# Official post your gaming videos



## Punk

We didn't had this thread so I thought I'll start it 

Here is a small video I made while trying out Universe Sandbox²:


----------



## Darren

I'm not even going to link my paltry Youtube videos.

My voice dropped waaaayyyy too late and nobody needs to hear that.


----------



## Geoff

Darren said:


> I'm not even going to link my paltry Youtube videos.
> 
> My voice dropped waaaayyyy too late and nobody needs to hear that.


Now I want to hear this haha


----------



## spirit

A bit of Dirt 3 I recorded.


----------



## Punk




----------



## Punk

Zlatannnnn

http://plays.tv/video/56f1b6549f2494a78a


----------



## Agent Smith

Big FS2004 fan. Been playing for about 9 years now. In the process of creating Area-51 (KXTA). This is me flying into that secret airbase test facility in a F-22 Raptor with a customized cockpit I created. My FS2004 install is a little over 50GB in size. Backed up to two locations. One is an external drive kept in a fire proof safe. LOL :lol: I'm landing on 14R which is towards the middle of the longest runway. Although I'm going to change that so you land at the end (threshold) instead. Was a little rusty when I took this since I didn't play for a while. I turned onto the taxi way a little too late. Video stuttered as well while my landing gear was coming down. The multiple beeps you hear are from the middle, inner and outer markers from both ILS's on that runway. That's why I need to change this.








Ah what the hell. I'll share these two as well. 

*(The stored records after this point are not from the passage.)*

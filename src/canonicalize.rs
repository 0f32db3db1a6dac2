use std::borrow::Cow;
use std::collections::btree_map::{BTreeMap, Entry};
use std::fmt;

use http::{header::HeaderName, HeaderValue};
use itertools::Itertools;
use percent_encoding::percent_decode_str;

/// Base trait for all request types.
///
/// Only the method, host, path and query take part in the fingerprint;
/// header access exists so that the `Authorization` header can be read.
pub trait RequestLike {
    /// The HTTP method, in any case.
    fn method(&self) -> &str;
    /// The host the request is addressed to, including the port if one was
    /// given explicitly (eg. `localhost:8080`).
    fn host(&self) -> Option<String>;
    /// The percent-encoded path, without the query string.
    fn path(&self) -> Cow<'_, str>;
    /// The raw query string, without the leading `?`.
    fn query(&self) -> Option<Cow<'_, str>>;
    /// Returns an existing header on the request. This method *must* reflect changes made
    /// by the `ClientRequestLike::set_header` method.
    fn header(&self, header: &HeaderName) -> Option<HeaderValue>;
}

impl<T: RequestLike + ?Sized> RequestLike for &T {
    fn method(&self) -> &str {
        (**self).method()
    }
    fn host(&self) -> Option<String> {
        (**self).host()
    }
    fn path(&self) -> Cow<'_, str> {
        (**self).path()
    }
    fn query(&self) -> Option<Cow<'_, str>> {
        (**self).query()
    }
    fn header(&self, header: &HeaderName) -> Option<HeaderValue> {
        (**self).header(header)
    }
}

/// Opaque struct storing a computed request fingerprint.
#[derive(Debug, Clone, PartialEq, Eq, Hash)]
pub struct Fingerprint(String);

impl Fingerprint {
    /// Computes the fingerprint from the individual request components.
    ///
    /// Every component is split into tokens: the lower-cased method, the
    /// host, each percent-decoded path segment, and `key_value` for each
    /// query parameter. When a query key repeats, only its first value is
    /// used. Empty tokens are dropped and the rest sorted before joining
    /// with `_`, so the order of query parameters does not matter.
    pub fn from_parts(method: &str, host: &str, path: &str, query: Option<&str>) -> Self {
        let mut params = BTreeMap::new();
        for (key, value) in query
            .map(|q| url::form_urlencoded::parse(q.as_bytes()))
            .into_iter()
            .flatten()
        {
            if let Entry::Vacant(entry) = params.entry(key) {
                entry.insert(value);
            }
        }

        let path = percent_decode_str(path).decode_utf8_lossy();

        let fingerprint = [method.to_ascii_lowercase(), host.to_owned()]
            .iter()
            .cloned()
            .chain(path.split('/').map(ToOwned::to_owned))
            .chain(params.iter().map(|(k, v)| format!("{}_{}", k, v)))
            .filter(|token| !token.is_empty())
            .sorted()
            .join("_");

        Fingerprint(fingerprint)
    }
    /// Obtain a view of this fingerprint as a string slice
    pub fn as_str(&self) -> &str {
        &self.0
    }
}

impl fmt::Display for Fingerprint {
    fn fmt(&self, f: &mut fmt::Formatter) -> fmt::Result {
        f.write_str(&self.0)
    }
}

impl From<Fingerprint> for String {
    fn from(other: Fingerprint) -> Self {
        other.0
    }
}

/// Extension method for computing the fingerprint of a request.
pub trait CanonicalizeExt {
    /// Compute the fingerprint of this request
    fn fingerprint(&self) -> Fingerprint;
}

impl<T: RequestLike + ?Sized> CanonicalizeExt for T {
    fn fingerprint(&self) -> Fingerprint {
        let host = self.host().unwrap_or_default();
        let path = self.path();
        let query = self.query();
        let fingerprint = Fingerprint::from_parts(self.method(), &host, &path, query.as_deref());
        log::trace!("Request fingerprint: {}", fingerprint);
        fingerprint
    }
}
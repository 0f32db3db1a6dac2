use std::collections::{BTreeSet, HashMap};
use std::error::Error as StdError;
use std::fmt::{self, Debug};
use std::sync::Arc;
use std::time::Duration;

use chrono::{DateTime, SubsecRound, Utc};
use http::StatusCode;
use thiserror::Error;

use crate::algorithm::{constant_time_eq, HmacAlgorithm};
use crate::canonicalize::{CanonicalizeExt, RequestLike};
use crate::header::{read_parameters, HeaderError};
use crate::signing::{compute_digest, ClientRequestLike, SigningConfig, SigningError, SigningExt};
use crate::DefaultHmacAlgorithm;

/// The error type returned by `SecretProvider` implementations. It is passed
/// through to the caller unchanged.
pub type ProviderError = Box<dyn StdError + Send + Sync + 'static>;

/// The validation process will use this trait to find the secret and the
/// authorized scopes belonging to a public key.
///
/// You do not need to implement this yourself: the `SimpleSecretProvider` type provides
/// an in-memory store that should be suitable for many situations.
pub trait SecretProvider: Debug + Send + Sync + 'static {
    /// Returns the secret used to sign requests for `identifier`.
    fn secret(&self, identifier: &str) -> Result<Vec<u8>, ProviderError>;
    /// Returns the scopes `identifier` is authorized for.
    fn scopes(&self, identifier: &str) -> Result<BTreeSet<String>, ProviderError>;
}

/// Returned by `SimpleSecretProvider` when no credential is stored for an
/// identifier.
#[derive(Debug, Clone, PartialEq, Eq, Error)]
#[error("No credential found for {identifier:?}")]
pub struct SecretNotFound {
    /// The identifier that was looked up.
    pub identifier: String,
}

/// A secret together with the scopes its holder is authorized for.
#[derive(Clone, Default)]
pub struct Credential {
    secret: Vec<u8>,
    scopes: BTreeSet<String>,
}

impl Debug for Credential {
    fn fmt(&self, f: &mut fmt::Formatter) -> fmt::Result {
        f.debug_struct("Credential")
            .field("secret", &"<redacted>")
            .field("scopes", &self.scopes)
            .finish()
    }
}

impl Credential {
    /// Creates a credential without any scopes.
    pub fn new(secret: &[u8]) -> Self {
        Self {
            secret: secret.into(),
            scopes: BTreeSet::new(),
        }
    }
    /// Adds scopes to the credential.
    pub fn with_scopes<I, S>(mut self, scopes: I) -> Self
    where
        I: IntoIterator<Item = S>,
        S: Into<String>,
    {
        self.scopes.extend(scopes.into_iter().map(Into::into));
        self
    }
    /// Returns the scopes of this credential.
    pub fn scopes(&self) -> &BTreeSet<String> {
        &self.scopes
    }
}

/// Implementation of a simple in-memory credential store.
#[derive(Debug, Default, Clone)]
pub struct SimpleSecretProvider {
    credentials: HashMap<String, Credential>,
}

impl SimpleSecretProvider {
    /// Initializes the store from a list of identifiers and credentials.
    pub fn new<I, S>(credential_iter: I) -> Self
    where
        I: IntoIterator<Item = (S, Credential)>,
        S: Into<String>,
    {
        Self {
            credentials: credential_iter
                .into_iter()
                .map(|(id, credential)| (id.into(), credential))
                .collect(),
        }
    }

    /// Adds or replaces the credential for an identifier.
    pub fn add(&mut self, identifier: &str, credential: Credential) {
        self.credentials.insert(identifier.into(), credential);
    }
    /// Clears all credentials from the store.
    pub fn clear(&mut self) {
        self.credentials.clear();
    }
    /// Removes the credential stored for an identifier.
    pub fn remove(&mut self, identifier: &str) {
        self.credentials.remove(identifier);
    }

    fn credential(&self, identifier: &str) -> Result<&Credential, ProviderError> {
        self.credentials.get(identifier).ok_or_else(|| {
            SecretNotFound {
                identifier: identifier.into(),
            }
            .into()
        })
    }
}

impl SecretProvider for SimpleSecretProvider {
    fn secret(&self, identifier: &str) -> Result<Vec<u8>, ProviderError> {
        Ok(self.credential(identifier)?.secret.clone())
    }
    fn scopes(&self, identifier: &str) -> Result<BTreeSet<String>, ProviderError> {
        Ok(self.credential(identifier)?.scopes.clone())
    }
}

impl<P: SecretProvider + ?Sized> SecretProvider for Arc<P> {
    fn secret(&self, identifier: &str) -> Result<Vec<u8>, ProviderError> {
        (**self).secret(identifier)
    }
    fn scopes(&self, identifier: &str) -> Result<BTreeSet<String>, ProviderError> {
        (**self).scopes(identifier)
    }
}

/// The range of signing times, relative to the current time, for which a
/// request is accepted.
#[derive(Debug, Copy, Clone, PartialEq, Eq)]
pub enum TimeWindow {
    /// The same tolerance applies to the past and the future.
    Symmetric(Duration),
    /// Separate bounds for requests signed in the past and requests signed
    /// ahead of the current time.
    Asymmetric {
        /// How long ago a request may have been signed.
        max_age: Duration,
        /// How far ahead of the current time a request may have been signed.
        max_skew: Duration,
    },
}

impl TimeWindow {
    /// Returns true if a request signed at `date` is acceptable at `now`.
    /// Both bounds are inclusive. Timestamps only carry whole seconds, so both
    /// times are truncated to the second before comparing.
    pub fn contains(&self, date: DateTime<Utc>, now: DateTime<Utc>) -> bool {
        let (max_age, max_skew) = match *self {
            TimeWindow::Symmetric(tolerance) => (tolerance, tolerance),
            TimeWindow::Asymmetric { max_age, max_skew } => (max_age, max_skew),
        };
        let delta = now
            .trunc_subsecs(0)
            .signed_duration_since(date.trunc_subsecs(0));
        match delta.to_std() {
            // Signed in the past
            Ok(age) => age <= max_age,
            // Signed in the future
            Err(_) => (-delta).to_std().map_or(false, |skew| skew <= max_skew),
        }
    }
}

impl Default for TimeWindow {
    /// Thirty seconds either way.
    fn default() -> Self {
        TimeWindow::Symmetric(Duration::from_secs(30))
    }
}

/// This error indicates that a request failed validation. Each variant
/// corresponds to one step of the validation process.
#[derive(Debug, Error)]
#[non_exhaustive]
pub enum ValidationError {
    /// The request has no `Authorization` header.
    #[error("Missing Authorization header")]
    MissingHeader,
    /// The `Authorization` header uses a scheme other than `HHMAC`.
    #[error("Non HHMAC authorization")]
    WrongScheme,
    /// The `Authorization` header parameters are missing, empty or malformed.
    #[error("Authorization header invalid")]
    MalformedParameters,
    /// The secret for the public key could not be retrieved.
    #[error("Secret lookup failed: {0}")]
    SecretLookupFailed(#[source] ProviderError),
    /// The hash does not match the request.
    #[error("Invalid hash")]
    HashMismatch,
    /// The request was signed outside of the accepted time window.
    #[error("Token expired")]
    Expired,
    /// The public key lacks one or more of the required scopes.
    #[error("Missing scopes: {0:?}")]
    ScopeDenied(Vec<String>),
    /// The authorized scopes for the public key could not be retrieved.
    #[error("Scope lookup failed: {0}")]
    ScopeLookupFailed(#[source] ProviderError),
    /// The request could not be signed.
    #[error(transparent)]
    Signing(#[from] SigningError),
}

impl From<HeaderError> for ValidationError {
    fn from(other: HeaderError) -> Self {
        match other {
            HeaderError::MissingAuthorizationHeader => ValidationError::MissingHeader,
            HeaderError::NonHmacScheme => ValidationError::WrongScheme,
            _ => ValidationError::MalformedParameters,
        }
    }
}

impl ValidationError {
    /// The HTTP status a server should respond with. Failures of the secret
    /// store itself map to `500 Internal Server Error`, so that they can be
    /// told apart from requests with bad credentials.
    pub fn status_code(&self) -> StatusCode {
        match self {
            ValidationError::ScopeDenied(_) => StatusCode::FORBIDDEN,
            ValidationError::SecretLookupFailed(e) if e.is::<SecretNotFound>() => {
                StatusCode::UNAUTHORIZED
            }
            ValidationError::SecretLookupFailed(_)
            | ValidationError::ScopeLookupFailed(_)
            | ValidationError::Signing(_) => StatusCode::INTERNAL_SERVER_ERROR,
            _ => StatusCode::UNAUTHORIZED,
        }
    }
}

/// Validates incoming requests, and signs outgoing requests on behalf of
/// the identifiers known to its `SecretProvider`.
///
/// A validator is immutable once built and can be shared between threads.
#[derive(Debug, Clone)]
pub struct Validator {
    secret_provider: Arc<dyn SecretProvider>,
    algorithm: Arc<dyn HmacAlgorithm>,
    time_window: TimeWindow,
}

impl Validator {
    /// Creates a new validator using the given time window and secret provider.
    pub fn new<SP: SecretProvider>(time_window: TimeWindow, secret_provider: SP) -> Self {
        Validator {
            secret_provider: Arc::new(secret_provider),
            algorithm: Arc::new(DefaultHmacAlgorithm::default()),
            time_window,
        }
    }

    /// Returns the secret provider.
    pub fn secret_provider(&self) -> &dyn SecretProvider {
        &*self.secret_provider
    }
    /// Returns the algorithm used to compute digests.
    pub fn algorithm(&self) -> &dyn HmacAlgorithm {
        &*self.algorithm
    }
    /// Sets the algorithm used to compute digests (in-place).
    ///
    /// This is `hmac-sha256` by default.
    pub fn set_algorithm<A: HmacAlgorithm>(&mut self, algorithm: A) -> &mut Self {
        self.algorithm = Arc::new(algorithm);
        self
    }
    /// Sets the algorithm used to compute digests.
    ///
    /// This is `hmac-sha256` by default.
    pub fn with_algorithm<A: HmacAlgorithm>(mut self, algorithm: A) -> Self {
        self.set_algorithm(algorithm);
        self
    }
    /// Sets a shared algorithm instance, such as one returned by
    /// `algorithm_from_name` (in-place).
    pub fn set_shared_algorithm(&mut self, algorithm: Arc<dyn HmacAlgorithm>) -> &mut Self {
        self.algorithm = algorithm;
        self
    }
    /// Sets a shared algorithm instance, such as one returned by
    /// `algorithm_from_name`.
    pub fn with_shared_algorithm(mut self, algorithm: Arc<dyn HmacAlgorithm>) -> Self {
        self.set_shared_algorithm(algorithm);
        self
    }
    /// Returns the accepted time window.
    pub fn time_window(&self) -> TimeWindow {
        self.time_window
    }
    /// Controls the accepted time window (in-place).
    pub fn set_time_window(&mut self, time_window: TimeWindow) -> &mut Self {
        self.time_window = time_window;
        self
    }
    /// Controls the accepted time window.
    pub fn with_time_window(mut self, time_window: TimeWindow) -> Self {
        self.set_time_window(time_window);
        self
    }

    /// Validates a request against the current time. When `required_scopes`
    /// is non-empty, the public key must be authorized for all of them.
    pub fn validate_request<R: RequestLike + ?Sized>(
        &self,
        req: &R,
        required_scopes: &[&str],
    ) -> Result<(), ValidationError> {
        self.validate_request_at(req, required_scopes, Utc::now())
    }

    /// Validates a request as if the current time were `now`.
    pub fn validate_request_at<R: RequestLike + ?Sized>(
        &self,
        req: &R,
        required_scopes: &[&str],
        now: DateTime<Utc>,
    ) -> Result<(), ValidationError> {
        let result = self.check(req, required_scopes, now);
        if let Err(e) = &result {
            log::debug!("Rejected request: {}", e);
        }
        result
    }

    fn check<R: RequestLike + ?Sized>(
        &self,
        req: &R,
        required_scopes: &[&str],
        now: DateTime<Utc>,
    ) -> Result<(), ValidationError> {
        let params = read_parameters(req)?;
        if !params.is_valid() {
            return Err(ValidationError::MalformedParameters);
        }
        let public_key = params.public_key();

        let secret = self
            .secret_provider
            .secret(public_key)
            .map_err(ValidationError::SecretLookupFailed)?;

        let expected = compute_digest(
            &req.fingerprint(),
            &params.date(),
            public_key,
            &secret,
            &*self.algorithm,
        );
        let provided = hex::decode(params.hash()).map_err(|_| ValidationError::HashMismatch)?;
        if !constant_time_eq(&expected, &provided) {
            return Err(ValidationError::HashMismatch);
        }

        if !self.time_window.contains(params.date(), now) {
            return Err(ValidationError::Expired);
        }

        if !required_scopes.is_empty() {
            let authorized = self
                .secret_provider
                .scopes(public_key)
                .map_err(ValidationError::ScopeLookupFailed)?;
            let missing: Vec<String> = required_scopes
                .iter()
                .filter(|scope| !authorized.contains(**scope))
                .map(|scope| (*scope).to_owned())
                .collect();
            if !missing.is_empty() {
                return Err(ValidationError::ScopeDenied(missing));
            }
        }

        log::debug!("Accepted request for public key {:?}", public_key);
        Ok(())
    }

    /// Signs `req` at `date` using the secret stored for `identifier`, and
    /// sets its `Authorization` header. The header carries `public_key`.
    pub fn hash_request<R: ClientRequestLike>(
        &self,
        req: &mut R,
        date: DateTime<Utc>,
        public_key: &str,
        identifier: &str,
    ) -> Result<(), ValidationError> {
        let secret = self
            .secret_provider
            .secret(identifier)
            .map_err(ValidationError::SecretLookupFailed)?;
        let config =
            SigningConfig::new(public_key, &secret).with_shared_algorithm(self.algorithm.clone());
        req.sign_at(&config, date)?;
        Ok(())
    }
}
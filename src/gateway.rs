use crate::cache::ModuleCache;
use crate::generator::ModuleGenerator;
use crate::model::QueryParams;
use axum::{
    extract::{rejection::PathRejection, Path, Query, State},
    http::{header, StatusCode},
    response::{Html, IntoResponse, Response},
    routing::get,
    Json, Router,
};
use std::sync::Arc;
use std::time::Instant;
use tracing::{error, info};

pub const DEFAULT_MODEL: &str = "gpt-4";
const MODULE_CACHE_CONTROL: &str = "public, max-age=31536000";

const INDEX_HTML: &str = include_str!("../static/index.html");
const LLMS_TXT: &str = include_str!("../static/llms.txt");

pub struct AppState {
    pub cache: ModuleCache,
    pub generator: Arc<ModuleGenerator>,
}

/// Builds params from raw query pairs. Only the first value of a repeated
/// key counts, and an empty value counts as absent.
pub fn params_from_query(pairs: &[(String, String)]) -> QueryParams {
    let first = |key: &str| {
        pairs
            .iter()
            .find(|(k, _)| k == key)
            .map(|(_, v)| v.clone())
            .filter(|v| !v.is_empty())
    };
    let model = first("model").unwrap_or_else(|| DEFAULT_MODEL.to_string());
    QueryParams::new(model, first("seed"))
}

pub fn app(state: Arc<AppState>) -> Router {
    Router::new()
        .route("/", get(handle_index))
        .route("/llms.txt", get(handle_llms_txt))
        .route("/health", get(handle_health))
        .route("/esm/:prompt", get(handle_esm))
        .with_state(state)
}

/// `axum` has already percent-decoded the segment; a literal or encoded
/// `.js` suffix is dropped either way.
pub fn prompt_from_segment(segment: &str) -> &str {
    segment.strip_suffix(".js").unwrap_or(segment)
}

pub async fn handle_esm(
    State(state): State<Arc<AppState>>,
    segment: Result<Path<String>, PathRejection>,
    Query(query): Query<Vec<(String, String)>>,
) -> Response {
    let start = Instant::now();
    let segment = match segment {
        Ok(Path(segment)) => segment,
        Err(e) => {
            error!(error = %e, "Undecodable module prompt");
            return generation_failed();
        }
    };
    let prompt = prompt_from_segment(&segment);
    let params = params_from_query(&query);

    // 1. Cache lookup
    if let Some(cached) = state.cache.get(prompt, &params).await {
        info!(model = %params.model, "Cache hit for module");
        return module_response(cached);
    }

    // 2. Generation
    let result = match state.generator.generate(prompt, &params).await {
        Ok(result) => result,
        Err(e) => {
            error!(error = %e, model = %params.model, "Module generation failed");
            return generation_failed();
        }
    };

    // 3. Cache write, outcome only logged
    state.cache.set(prompt, &params, &result.content).await;

    info!(
        "Module generated in {:?} Provider: {}",
        start.elapsed(),
        result.provider
    );
    module_response(result.content)
}

fn generation_failed() -> Response {
    (
        StatusCode::INTERNAL_SERVER_ERROR,
        Json(serde_json::json!({ "error": "Failed to generate module" })),
    )
        .into_response()
}

fn module_response(source: String) -> Response {
    (
        StatusCode::OK,
        [
            (header::CONTENT_TYPE, "application/javascript"),
            (header::CACHE_CONTROL, MODULE_CACHE_CONTROL),
        ],
        source,
    )
        .into_response()
}

pub async fn handle_health() -> impl IntoResponse {
    Json(serde_json::json!({
        "status": "ok",
        "timestamp": chrono::Utc::now().to_rfc3339(),
    }))
}

pub async fn handle_index() -> Html<&'static str> {
    Html(INDEX_HTML)
}

pub async fn handle_llms_txt() -> impl IntoResponse {
    (
        [(header::CONTENT_TYPE, "text/plain; charset=utf-8")],
        LLMS_TXT,
    )
}
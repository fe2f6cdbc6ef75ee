use anyhow::Context;
use clap::Parser;
use llm_esm::cache::store::SqliteStore;
use llm_esm::cache::ModuleCache;
use llm_esm::config::Config;
use llm_esm::gateway::{app, AppState};
use llm_esm::generator::ModuleGenerator;
use llm_esm::model::ProviderKind;
use llm_esm::router::provider::{HttpTransport, ProviderClient};
use llm_esm::router::ProviderRouter;
use std::sync::Arc;
use tracing::{info, warn};

#[tokio::main]
async fn main() -> anyhow::Result<()> {
    // Initialize tracing
    tracing_subscriber::fmt::init();

    let config = Config::parse();
    if config.fallback_shares_primary() {
        warn!(
            "Fallback provider URL equals the primary ({}); set FALLBACK_PROVIDER_URL to use a second upstream",
            config.primary_url
        );
    }

    let store = SqliteStore::open(&config.database_url)
        .with_context(|| format!("opening module cache at {}", config.database_url))?;
    let cache = ModuleCache::new(Arc::new(store));

    let transport = Arc::new(
        HttpTransport::new(config.provider_timeout()).context("building HTTP client")?,
    );
    let router = ProviderRouter::new(
        ProviderClient::new(
            ProviderKind::Primary,
            config.primary_url.clone(),
            transport.clone(),
        ),
        ProviderClient::new(
            ProviderKind::Fallback,
            config.fallback_url.clone(),
            transport,
        ),
        config.force_fallback,
    );

    let app_state = Arc::new(AppState {
        cache: cache.clone(),
        generator: Arc::new(ModuleGenerator::new(router)),
    });

    let addr = config.listen_addr();
    let listener = tokio::net::TcpListener::bind(&addr)
        .await
        .with_context(|| format!("binding {addr}"))?;
    info!(
        "llm-esm listening on {} (primary: {}, fallback: {}, force fallback: {})",
        addr, config.primary_url, config.fallback_url, config.force_fallback
    );

    axum::serve(listener, app(app_state))
        .with_graceful_shutdown(shutdown_signal())
        .await
        .context("server error")?;

    cache.close().await;
    info!("Module cache closed");
    Ok(())
}

async fn shutdown_signal() {
    if let Err(e) = tokio::signal::ctrl_c().await {
        tracing::error!("Failed to listen for shutdown signal: {}", e);
        std::future::pending::<()>().await;
    }
    info!("Shutdown signal received");
}
use crate::model::ProviderKind;
use thiserror::Error;

/// Failure of a single upstream call.
#[derive(Debug, Error)]
pub enum ProviderError {
    #[error("{provider} provider unreachable: {message}")]
    Network {
        provider: ProviderKind,
        message: String,
    },
    #[error("{provider} provider returned HTTP {status}")]
    UpstreamStatus { provider: ProviderKind, status: u16 },
    #[error("{provider} provider sent an invalid response: {message}")]
    InvalidResponse {
        provider: ProviderKind,
        message: String,
    },
}

/// Failure after the fallback hop has been spent.
#[derive(Debug, Error)]
pub enum RouterError {
    #[error("both providers failed (primary: {primary}; fallback: {fallback})")]
    BothFailed {
        primary: ProviderError,
        fallback: ProviderError,
    },
    #[error("forced fallback failed: {0}")]
    Fallback(ProviderError),
}

impl RouterError {
    /// Underlying provider failure messages, primary first.
    pub fn messages(&self) -> Vec<String> {
        match self {
            RouterError::BothFailed { primary, fallback } => {
                vec![primary.to_string(), fallback.to_string()]
            }
            RouterError::Fallback(err) => vec![err.to_string()],
        }
    }
}

#[derive(Debug, Error)]
pub enum GenerationError {
    #[error("generated module does not start with `export` ({provider} provider)")]
    MalformedOutput { provider: ProviderKind },
    #[error(transparent)]
    Provider(#[from] RouterError),
}

/// Persistence failure. Never leaves the cache layer.
#[derive(Debug, Error)]
pub enum CacheError {
    #[error("sqlite: {0}")]
    Sqlite(#[from] rusqlite::Error),
    #[error("cache store is closed")]
    Closed,
    #[error("cache task failed: {0}")]
    Task(String),
}
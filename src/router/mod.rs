pub mod provider;

use crate::error::RouterError;
use crate::model::{GenerationResult, QueryParams};
use provider::ProviderClient;
use tracing::{info, warn};

/// Picks the upstream for a request: Primary first with a single hop to
/// Fallback, or Fallback only when `force_fallback` is set.
pub struct ProviderRouter {
    primary: ProviderClient,
    fallback: ProviderClient,
    force_fallback: bool,
}

impl ProviderRouter {
    pub fn new(primary: ProviderClient, fallback: ProviderClient, force_fallback: bool) -> Self {
        Self {
            primary,
            fallback,
            force_fallback,
        }
    }

    pub async fn generate(
        &self,
        prompt: &str,
        params: &QueryParams,
    ) -> Result<GenerationResult, RouterError> {
        if self.force_fallback {
            return self
                .fallback
                .generate(prompt, params)
                .await
                .map_err(RouterError::Fallback);
        }

        let primary_err = match self.primary.generate(prompt, params).await {
            Ok(result) => return Ok(result),
            Err(e) => e,
        };
        warn!(error = %primary_err, "Primary provider failed, trying fallback");

        match self.fallback.generate(prompt, params).await {
            Ok(result) => {
                info!("Fallback provider succeeded");
                Ok(result)
            }
            Err(fallback_err) => Err(RouterError::BothFailed {
                primary: primary_err,
                fallback: fallback_err,
            }),
        }
    }
}
use clap::builder::BoolishValueParser;
use clap::{ArgAction, Parser};
use reqwest::Url;
use std::time::Duration;

#[derive(Parser, Debug, Clone)]
#[command(name = "llm-esm")]
#[command(about = "Generates ES modules from function descriptions, cached by fingerprint")]
pub struct Config {
    /// Port to listen on
    #[arg(short, long, env = "PORT", default_value_t = 3000)]
    pub port: u16,

    #[arg(long, env = "HOST", default_value = "0.0.0.0")]
    pub host: String,

    /// SQLite database path, `sqlite://path` or `:memory:`
    #[arg(long, env = "DATABASE_URL", default_value = "module_cache.db")]
    pub database_url: String,

    /// Skip the primary provider and call the fallback directly
    #[arg(
        long,
        env = "FORCE_FALLBACK",
        action = ArgAction::SetTrue,
        value_parser = BoolishValueParser::new()
    )]
    pub force_fallback: bool,

    #[arg(
        long,
        env = "PRIMARY_PROVIDER_URL",
        default_value = "https://text.pollinations.ai",
        value_parser = parse_base_url
    )]
    pub primary_url: Url,

    /// Fallback upstream. Defaults to the primary host, so override it in
    /// deployments that want the fallback hop to reach a second upstream.
    #[arg(
        long,
        env = "FALLBACK_PROVIDER_URL",
        default_value = "https://text.pollinations.ai",
        value_parser = parse_base_url
    )]
    pub fallback_url: Url,

    /// Time budget for one upstream call, in seconds
    #[arg(long, env = "PROVIDER_TIMEOUT_SECS", default_value_t = 60)]
    pub provider_timeout_secs: u64,
}

impl Config {
    pub fn provider_timeout(&self) -> Duration {
        Duration::from_secs(self.provider_timeout_secs)
    }

    pub fn listen_addr(&self) -> String {
        format!("{}:{}", self.host, self.port)
    }

    /// True when the fallback hop would reach the same upstream as the primary.
    pub fn fallback_shares_primary(&self) -> bool {
        self.primary_url.origin() == self.fallback_url.origin()
            && self.primary_url.path() == self.fallback_url.path()
    }
}

/// Provider base URLs must be http(s) and able to take the prompt as a path segment.
fn parse_base_url(raw: &str) -> Result<Url, String> {
    let url = Url::parse(raw).map_err(|e| e.to_string())?;
    if !matches!(url.scheme(), "http" | "https") {
        return Err(format!("unsupported scheme `{}`", url.scheme()));
    }
    if url.cannot_be_a_base() {
        return Err(format!("{raw} cannot carry a path"));
    }
    Ok(url)
}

My first FS video. Audio sucks. Used Windows Movie Maker. The 737 is using the default livery. 








I also enjoy flying the Beechcraft 1900D.


----------



## Punk

Agent Smith said:


> Big FS2004 fan. Been playing for about 9 years now. In the process of creating Area-51 (KXTA). This is me flying into that secret airbase test facility in a F-22 Raptor with a customized cockpit I created. My FS2004 install is a little over 50GB in size. Backed up to two locations. One is an external drive kept in a fire proof safe. LOL :lol: I'm landing on 14R which is towards the middle of the longest runway. Although I'm going to change that so you land at the end (threshold) instead. Was a little rusty when I took this since I didn't play for a while. I turned onto the taxi way a little too late. Video stuttered as well while my landing gear was coming down. The multiple beeps you hear are from the middle, inner and outer markers from both ILS's on that runway. That's why I need to change this.
> 
> 
> 
> 
> 
> 
> 
> 
> Ah what the hell. I'll share these two as well.
> 
> 
> My first FS video. Audio sucks. Used Windows Movie Maker. The 737 is using the default livery.
> 
> 
> 
> 
> 
> 
> 
> 
> I also enjoy flying the Beechcraft 1900D.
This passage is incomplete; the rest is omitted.